Collected data entries
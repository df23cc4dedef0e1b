//! Drawing instructions emitted by game steps
//!
//! Games never touch pixels. Each step returns a list of commands; the
//! compositor resolves them against the frame, substituting primitive shapes
//! when sprite art cannot be placed.

use rehab_vision::{Color, Point};

/// Glyph art the compositor keeps loaded per session
#[derive(Debug, Clone, Copy, PartialEq, Eq, Hash)]
pub enum SpriteKind {
    /// 50x50 food glyph for the snake game
    Food,
    /// 20x20 ball glyph
    Ball,
    /// 20x80 left paddle
    PaddleLeft,
    /// 20x80 right paddle
    PaddleRight,
}

impl SpriteKind {
    /// Native glyph dimensions (width, height)
    pub fn size(&self) -> (u32, u32) {
        match self {
            SpriteKind::Food => (50, 50),
            SpriteKind::Ball => (20, 20),
            SpriteKind::PaddleLeft | SpriteKind::PaddleRight => (20, 80),
        }
    }
}

/// One drawing instruction
#[derive(Debug, Clone)]
pub enum OverlayCmd {
    /// Thick line segment
    Line {
        from: Point,
        to: Point,
        thickness: i32,
        color: Color,
    },
    /// Filled circle
    Circle {
        center: Point,
        radius: i32,
        color: Color,
    },
    /// Circle outline
    Ring {
        center: Point,
        radius: i32,
        thickness: i32,
        color: Color,
    },
    /// Filled rectangle
    Rect {
        x: i32,
        y: i32,
        width: i32,
        height: i32,
        color: Color,
    },
    /// Rectangle outline
    Frame {
        x: i32,
        y: i32,
        width: i32,
        height: i32,
        thickness: i32,
        color: Color,
    },
    /// Sprite centered at a point, with a primitive fallback on bounds failure
    Sprite { kind: SpriteKind, center: Point },
    /// Text drawn with the built-in bitmap font
    Text {
        x: i32,
        y: i32,
        text: String,
        scale: i32,
        color: Color,
    },
    /// Symbol cell for the emoji board: a color-hashed disc plus styling state
    SymbolCell {
        x: i32,
        y: i32,
        size: i32,
        symbol: char,
        /// None = playable, Some(true) = clicked correct, Some(false) = clicked wrong
        clicked: Option<bool>,
    },
}

impl OverlayCmd {
    /// Convenience for guidance text at default scale
    pub fn text(x: i32, y: i32, text: impl Into<String>, color: Color) -> Self {
        OverlayCmd::Text {
            x,
            y,
            text: text.into(),
            scale: 2,
            color,
        }
    }
}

- _ASSIGNED TASK_
Work out how many lines in the records include "scale". Only the number should be given.

- _RESULT_
3